======== Material shown ========

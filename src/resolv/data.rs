//! Chains of results handed to callers.
//!
//! The query functions in [`reply`][super::reply] return their results as
//! a [`DataChain`], a singly linked list of [`DataNode`]s. The server list
//! of a [`Channel`][super::Channel] is exchanged the same way. Every node
//! carries a [`DataPayload`] describing its own type and a mark that
//! identifies it as having been allocated by this module. Chains are
//! released through [`free_data`] which walks the chain node by node and
//! stops at the first node that doesn’t carry the mark.
//!
//! Chains are built through a [`ChainBuilder`]. If building fails halfway,
//! dropping the builder releases everything collected so far.

use super::error::Error;
use super::servers::{AddrNode, AddrPortNode};
use crate::rdata::{
    CaaReply, MxReply, NaptrReply, SoaReply, SrvReply, TxtReply, UriReply,
};
use core::fmt;
use tracing::warn;

//------------ Module Configuration ------------------------------------------

/// The mark carried by every node allocated by this module.
const DATA_MARK: u32 = 0xbead;

//------------ DataType ------------------------------------------------------

/// The type of the payload of a node.
#[derive(Clone, Copy, Debug, Eq, PartialEq)]
pub enum DataType {
    Caa,
    Mx,
    Naptr,
    Soa,
    Srv,
    Txt,
    Uri,
    AddrNode,
    AddrPortNode,
}

impl fmt::Display for DataType {
    fn fmt(&self, f: &mut fmt::Formatter) -> fmt::Result {
        f.write_str(match self {
            DataType::Caa => "CAA",
            DataType::Mx => "MX",
            DataType::Naptr => "NAPTR",
            DataType::Soa => "SOA",
            DataType::Srv => "SRV",
            DataType::Txt => "TXT",
            DataType::Uri => "URI",
            DataType::AddrNode => "address",
            DataType::AddrPortNode => "address and port",
        })
    }
}

//------------ DataPayload ---------------------------------------------------

/// The payload of a node.
#[derive(Clone, Debug, Eq, PartialEq)]
pub enum DataPayload {
    Caa(CaaReply),
    Mx(MxReply),
    Naptr(NaptrReply),
    Soa(SoaReply),
    Srv(SrvReply),
    Txt(TxtReply),
    Uri(UriReply),
    AddrNode(AddrNode),
    AddrPortNode(AddrPortNode),
}

impl DataPayload {
    /// Creates an empty payload of the given type.
    pub fn empty(data_type: DataType) -> Self {
        match data_type {
            DataType::Caa => DataPayload::Caa(Default::default()),
            DataType::Mx => DataPayload::Mx(Default::default()),
            DataType::Naptr => DataPayload::Naptr(Default::default()),
            DataType::Soa => DataPayload::Soa(Default::default()),
            DataType::Srv => DataPayload::Srv(Default::default()),
            DataType::Txt => DataPayload::Txt(Default::default()),
            DataType::Uri => DataPayload::Uri(Default::default()),
            DataType::AddrNode => DataPayload::AddrNode(Default::default()),
            DataType::AddrPortNode => {
                DataPayload::AddrPortNode(Default::default())
            }
        }
    }

    /// Returns the type of the payload.
    pub fn data_type(&self) -> DataType {
        match self {
            DataPayload::Caa(_) => DataType::Caa,
            DataPayload::Mx(_) => DataType::Mx,
            DataPayload::Naptr(_) => DataType::Naptr,
            DataPayload::Soa(_) => DataType::Soa,
            DataPayload::Srv(_) => DataType::Srv,
            DataPayload::Txt(_) => DataType::Txt,
            DataPayload::Uri(_) => DataType::Uri,
            DataPayload::AddrNode(_) => DataType::AddrNode,
            DataPayload::AddrPortNode(_) => DataType::AddrPortNode,
        }
    }

    pub fn as_caa(&self) -> Option<&CaaReply> {
        match self {
            DataPayload::Caa(caa) => Some(caa),
            _ => None,
        }
    }

    pub fn as_mx(&self) -> Option<&MxReply> {
        match self {
            DataPayload::Mx(mx) => Some(mx),
            _ => None,
        }
    }

    pub fn as_naptr(&self) -> Option<&NaptrReply> {
        match self {
            DataPayload::Naptr(naptr) => Some(naptr),
            _ => None,
        }
    }

    pub fn as_soa(&self) -> Option<&SoaReply> {
        match self {
            DataPayload::Soa(soa) => Some(soa),
            _ => None,
        }
    }

    pub fn as_srv(&self) -> Option<&SrvReply> {
        match self {
            DataPayload::Srv(srv) => Some(srv),
            _ => None,
        }
    }

    pub fn as_txt(&self) -> Option<&TxtReply> {
        match self {
            DataPayload::Txt(txt) => Some(txt),
            _ => None,
        }
    }

    pub fn as_uri(&self) -> Option<&UriReply> {
        match self {
            DataPayload::Uri(uri) => Some(uri),
            _ => None,
        }
    }

    pub fn as_addr_node(&self) -> Option<&AddrNode> {
        match self {
            DataPayload::AddrNode(node) => Some(node),
            _ => None,
        }
    }

    pub fn as_addr_port_node(&self) -> Option<&AddrPortNode> {
        match self {
            DataPayload::AddrPortNode(node) => Some(node),
            _ => None,
        }
    }
}

//--- From

impl From<CaaReply> for DataPayload {
    fn from(caa: CaaReply) -> Self {
        DataPayload::Caa(caa)
    }
}

impl From<MxReply> for DataPayload {
    fn from(mx: MxReply) -> Self {
        DataPayload::Mx(mx)
    }
}

impl From<NaptrReply> for DataPayload {
    fn from(naptr: NaptrReply) -> Self {
        DataPayload::Naptr(naptr)
    }
}

impl From<SoaReply> for DataPayload {
    fn from(soa: SoaReply) -> Self {
        DataPayload::Soa(soa)
    }
}

impl From<SrvReply> for DataPayload {
    fn from(srv: SrvReply) -> Self {
        DataPayload::Srv(srv)
    }
}

impl From<TxtReply> for DataPayload {
    fn from(txt: TxtReply) -> Self {
        DataPayload::Txt(txt)
    }
}

impl From<UriReply> for DataPayload {
    fn from(uri: UriReply) -> Self {
        DataPayload::Uri(uri)
    }
}

impl From<AddrNode> for DataPayload {
    fn from(node: AddrNode) -> Self {
        DataPayload::AddrNode(node)
    }
}

impl From<AddrPortNode> for DataPayload {
    fn from(node: AddrPortNode) -> Self {
        DataPayload::AddrPortNode(node)
    }
}

//------------ DataNode ------------------------------------------------------

/// A single node of a chain.
#[derive(Debug)]
pub struct DataNode {
    mark: u32,
    payload: DataPayload,
    next: Option<Box<DataNode>>,
}

impl DataNode {
    /// Allocates a node with an empty payload of the given type.
    pub fn alloc(data_type: DataType) -> Box<Self> {
        Self::with_payload(DataPayload::empty(data_type))
    }

    /// Allocates a node for the given payload.
    pub fn with_payload(payload: DataPayload) -> Box<Self> {
        Box::new(DataNode {
            mark: DATA_MARK,
            payload,
            next: None,
        })
    }

    /// Returns whether the node carries the mark of this module.
    pub fn is_valid(&self) -> bool {
        self.mark == DATA_MARK
    }

    pub fn data_type(&self) -> DataType {
        self.payload.data_type()
    }

    pub fn payload(&self) -> &DataPayload {
        &self.payload
    }

    pub fn payload_mut(&mut self) -> &mut DataPayload {
        &mut self.payload
    }

    /// Returns the next node of the chain if there is one.
    pub fn next(&self) -> Option<&DataNode> {
        self.next.as_deref()
    }
}

//------------ DataChain -----------------------------------------------------

/// A chain of result nodes.
///
/// An empty chain is a valid result. It is what the query functions return
/// if the response did not contain any matching records.
#[derive(Default)]
pub struct DataChain {
    head: Option<Box<DataNode>>,
}

impl DataChain {
    /// Creates a new, empty chain.
    pub fn new() -> Self {
        Self::default()
    }

    /// Returns the first node of the chain.
    pub fn head(&self) -> Option<&DataNode> {
        self.head.as_deref()
    }

    pub fn is_empty(&self) -> bool {
        self.head.is_none()
    }

    /// Returns the number of nodes in the chain.
    pub fn len(&self) -> usize {
        self.nodes().count()
    }

    /// Returns an iterator over the nodes of the chain.
    pub fn nodes(&self) -> Nodes<'_> {
        Nodes {
            next: self.head.as_deref(),
        }
    }

    /// Returns an iterator over the payloads of the chain.
    pub fn iter(&self) -> impl Iterator<Item = &DataPayload> {
        self.nodes().map(DataNode::payload)
    }

    #[cfg(test)]
    fn node_mut(&mut self, idx: usize) -> Option<&mut DataNode> {
        let mut node = self.head.as_deref_mut();
        for _ in 0..idx {
            node = node?.next.as_deref_mut();
        }
        node
    }
}

//--- Drop

impl Drop for DataChain {
    fn drop(&mut self) {
        // Unlink iteratively so long chains don’t exhaust the stack.
        let mut next = self.head.take();
        while let Some(mut node) = next {
            next = node.next.take();
        }
    }
}

//--- Debug

impl fmt::Debug for DataChain {
    fn fmt(&self, f: &mut fmt::Formatter) -> fmt::Result {
        f.debug_list().entries(self.iter()).finish()
    }
}

//------------ Nodes ---------------------------------------------------------

/// An iterator over the nodes of a chain.
#[derive(Clone, Debug)]
pub struct Nodes<'a> {
    next: Option<&'a DataNode>,
}

impl<'a> Iterator for Nodes<'a> {
    type Item = &'a DataNode;

    fn next(&mut self) -> Option<Self::Item> {
        let node = self.next?;
        self.next = node.next();
        Some(node)
    }
}

//------------ ChainBuilder --------------------------------------------------

/// Collects payloads in order and links them into a chain.
#[derive(Debug, Default)]
pub struct ChainBuilder {
    nodes: Vec<Box<DataNode>>,
}

impl ChainBuilder {
    pub fn new() -> Self {
        Self::default()
    }

    /// Appends a payload to the end of the chain under construction.
    pub fn push(
        &mut self,
        payload: impl Into<DataPayload>,
    ) -> Result<(), Error> {
        self.nodes.try_reserve(1).map_err(|_| Error::NoMemory)?;
        self.nodes.push(DataNode::with_payload(payload.into()));
        Ok(())
    }

    /// Appends all payloads produced by `iter`.
    pub fn extend<T: Into<DataPayload>>(
        &mut self,
        iter: impl IntoIterator<Item = T>,
    ) -> Result<(), Error> {
        for item in iter {
            self.push(item)?;
        }
        Ok(())
    }

    pub fn len(&self) -> usize {
        self.nodes.len()
    }

    pub fn is_empty(&self) -> bool {
        self.nodes.is_empty()
    }

    /// Links the collected nodes into a chain.
    pub fn finish(self) -> DataChain {
        let mut head = None;
        for mut node in self.nodes.into_iter().rev() {
            node.next = head;
            head = Some(node);
        }
        DataChain { head }
    }
}

//------------ free_data -----------------------------------------------------

/// Releases a chain returned by one of the query functions.
///
/// The chain is released node by node, starting at its head. If a node is
/// encountered that doesn’t carry the mark of this module, releasing stops
/// and the remainder of the chain starting at that node is returned
/// untouched. Otherwise returns `None`.
///
/// Releasing an empty chain does nothing.
pub fn free_data(mut chain: DataChain) -> Option<DataChain> {
    while let Some(mut node) = chain.head.take() {
        if !node.is_valid() {
            warn!(
                "refusing to free foreign {} node with mark {:#x}",
                node.data_type(),
                node.mark
            );
            chain.head = Some(node);
            return Some(chain);
        }
        chain.head = node.next.take();
    }
    None
}

//============ Testing =======================================================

========

The answer must be a verbatim transcription of the entries above, from the first line through the line that contains "const DATA_MARK: u32 = 0xbead;", and nothing more.

**Result below**
filename src/resolv/data.rs
//! Chains of results handed to callers.
//!
//! The query functions in [`reply`][super::reply] return their results as
//! a [`DataChain`], a singly linked list of [`DataNode`]s. The server list
//! of a [`Channel`][super::Channel] is exchanged the same way. Every node
//! carries a [`DataPayload`] describing its own type and a mark that
//! identifies it as having been allocated by this module. Chains are
//! released through [`free_data`] which walks the chain node by node and
//! stops at the first node that doesn’t carry the mark.
//!
//! Chains are built through a [`ChainBuilder`]. If building fails halfway,
//! dropping the builder releases everything collected so far.

use super::error::Error;
use super::servers::{AddrNode, AddrPortNode};
use crate::rdata::{
    CaaReply, MxReply, NaptrReply, SoaReply, SrvReply, TxtReply, UriReply,
};
use core::fmt;
use tracing::warn;

//------------ Module Configuration ------------------------------------------

/// The mark carried by every node allocated by this module.
const DATA_MARK: u32 = 0xbead;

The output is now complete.